| WORK REQUEST |
Please copy out the records that follow exactly as they stand.

| SUPPLIED MATERIAL |

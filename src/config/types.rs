//! Configuration Types
//!
//! 定义所有配置结构体

use serde::Deserialize;
use std::path::PathBuf;

/// 应用主配置
#[derive(Debug, Clone, Deserialize)]
pub struct AppConfig {
    /// 契约存储配置
    #[serde(default)]
    pub contracts: ContractsConfig,

    /// 资产目录配置
    #[serde(default)]
    pub catalog: CatalogConfig,

    /// 审计配置
    #[serde(default)]
    pub audit: AuditConfig,

    /// 日志配置
    #[serde(default)]
    pub log: LogConfig,
}

impl Default for AppConfig {
    fn default() -> Self {
        Self {
            contracts: ContractsConfig::default(),
            catalog: CatalogConfig::default(),
            audit: AuditConfig::default(),
            log: LogConfig::default(),
        }
    }
}

/// 契约存储配置
#[derive(Debug, Clone, Deserialize)]
pub struct ContractsConfig {
    /// 契约 JSON 文件目录
    #[serde(default = "default_contracts_dir")]
    pub dir: PathBuf,
}

fn default_contracts_dir() -> PathBuf {
    PathBuf::from("data/contracts")
}

impl Default for ContractsConfig {
    fn default() -> Self {
        Self {
            dir: default_contracts_dir(),
        }
    }
}

/// 资产目录配置
#[derive(Debug, Clone, Default, Deserialize)]
pub struct CatalogConfig {
    /// 自定义资产清单（JSON 数组文件）
    /// 未设置时使用内置资产目录
    #[serde(default)]
    pub assets_file: Option<PathBuf>,
}

/// 审计配置
#[derive(Debug, Clone, Deserialize)]
pub struct AuditConfig {
    /// 外部分析器落盘的声学测量目录
    #[serde(default = "default_analysis_dir")]
    pub analysis_dir: PathBuf,

    /// Markdown 审计报告输出路径
    #[serde(default = "default_report_file")]
    pub report_file: PathBuf,

    /// JSON 审计结果输出路径
    #[serde(default = "default_results_file")]
    pub results_file: PathBuf,
}

fn default_analysis_dir() -> PathBuf {
    PathBuf::from("data/analysis")
}

fn default_report_file() -> PathBuf {
    PathBuf::from("data/reports/enforcement-report.md")
}

fn default_results_file() -> PathBuf {
    PathBuf::from("data/reports/enforcement-results.json")
}

impl Default for AuditConfig {
    fn default() -> Self {
        Self {
            analysis_dir: default_analysis_dir(),
            report_file: default_report_file(),
            results_file: default_results_file(),
        }
    }
}

/// 日志配置
#[derive(Debug, Clone, Deserialize)]
pub struct LogConfig {
    /// 日志级别
    #[serde(default = "default_log_level")]
    pub level: String,

    /// 是否启用 JSON 格式
    #[serde(default)]
    pub json: bool,
}

fn default_log_level() -> String {
    "info".to_string()
}

impl Default for LogConfig {
    fn default() -> Self {
        Self {
            level: default_log_level(),
            json: false,
        }
    }
}

#[cfg(test)]
mod tests {
    use super::*;

    #[test]
    fn test_default_config() {
        let config = AppConfig::default();
        assert_eq!(config.contracts.dir, PathBuf::from("data/contracts"));
        assert!(config.catalog.assets_file.is_none());
        assert_eq!(config.audit.analysis_dir, PathBuf::from("data/analysis"));
        assert_eq!(config.log.level, "info");
        assert!(!config.log.json);
    }

    #[test]
    fn test_partial_config_fills_defaults() {
        let raw = r#"{ "contracts": { "dir": "custom/contracts" } }"#;
        let config: AppConfig = serde_json::from_str(raw).unwrap();
        assert_eq!(config.contracts.dir, PathBuf::from("custom/contracts"));
        assert_eq!(
            config.audit.report_file,
            PathBuf::from("data/reports/enforcement-report.md")
        );
    }
}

| TASK OUTPUT |
filename src/config/types.rs
//! Configuration Types
//!
//! 定义所有配置结构体

use serde::Deserialize;
use std::path::PathBuf;

/// 应用主配置
#[derive(Debug, Clone, Deserialize)]
pub struct AppConfig {
    /// 契约存储配置
    #[serde(default)]
    pub contracts: ContractsConfig,

    /// 资产目录配置
    #[serde(default)]
    pub catalog: CatalogConfig,

    /// 审计配置
    #[serde(default)]
    pub audit: AuditConfig,

    /// 日志配置
    #[serde(default)]
    pub log: LogConfig,
}

impl Default for AppConfig {
    fn default() -> Self {
        Self {
            contracts: ContractsConfig::default(),
            catalog: CatalogConfig::default(),
            audit: AuditConfig::default(),
            log: LogConfig::default(),
        }
    }
}

/// 契约存储配置
#[derive(Debug, Clone, Deserialize)]
pub struct ContractsConfig {
    /// 契约 JSON 文件目录
    #[serde(default = "default_contracts_dir")]
    pub dir: PathBuf,
}

fn default_contracts_dir() -> PathBuf {
    PathBuf::from("data/contracts")
}

impl Default for ContractsConfig {
    fn default() -> Self {
        Self {
            dir: default_contracts_dir(),
        }
    }
}

/// 资产目录配置
#[derive(Debug, Clone, Default, Deserialize)]
pub struct CatalogConfig {
    /// 自定义资产清单（JSON 数组文件）
    /// 未设置时使用内置资产目录
    #[serde(default)]
    pub assets_file: Option<PathBuf>,
}

/// 审计配置
#[derive(Debug, Clone, Deserialize)]
pub struct AuditConfig {
    /// 外部分析器落盘的声学测量目录
    #[serde(default = "default_analysis_dir")]
    pub analysis_dir: PathBuf,

    /// Markdown 审计报告输出路径
    #[serde(default = "default_report_file")]
    pub report_file: PathBuf,

    /// JSON 审计结果输出路径
    #[serde(default = "default_results_file")]
    pub results_file: PathBuf,
}

fn default_analysis_dir() -> PathBuf {
    PathBuf::from("data/analysis")
}

fn default_report_file() -> PathBuf {
    PathBuf::from("data/reports/enforcement-report.md")
}

fn default_results_file() -> PathBuf {
    PathBuf::from("data/reports/enforcement-results.json")
}

impl Default for AuditConfig {
    fn default() -> Self {
        Self {
            analysis_dir: default_analysis_dir(),
            report_file: default_report_file(),
            results_file: default_results_file(),
        }
    }
}

/// 日志配置
#[derive(Debug, Clone, Deserialize)]
pub struct LogConfig {
    /// 日志级别
    #[serde(default = "default_log_level")]
    pub level: String,

    /// 是否启用 JSON 格式
    #[serde(default)]
    pub json: bool,
}

fn default_log_level() -> String {
    "info".to_string()
}

impl Default for LogConfig {
    fn default() -> Self {
        Self {
            level: default_log_level(),
            json: false,
        }
    }
}

#[cfg(test)]
mod tests {
    use super::*;

    #[test]
    fn test_default_config() {
        let config = AppConfig::default();
        assert_eq!(config.contracts.dir, PathBuf::from("data/contracts"));
        assert!(config.catalog.assets_file.is_none());
        assert_eq!(config.audit.analysis_dir, PathBuf::from("data/analysis"));
        assert_eq!(config.log.level, "info");
        assert!(!config.log.json);
    }

    #[test]
    fn test_partial_config_fills_defaults() {
        let raw = r#"{ "contracts": { "dir": "custom/contracts" } }"#;
        let config: AppConfig = serde_json::from_str(raw).unwrap();
        assert_eq!(config.contracts.dir, PathBuf::from("custom/contracts"));
        assert_eq!(
            config.audit.report_file,
            PathBuf::from("data/reports/enforcement-report.md")
        );
    }
}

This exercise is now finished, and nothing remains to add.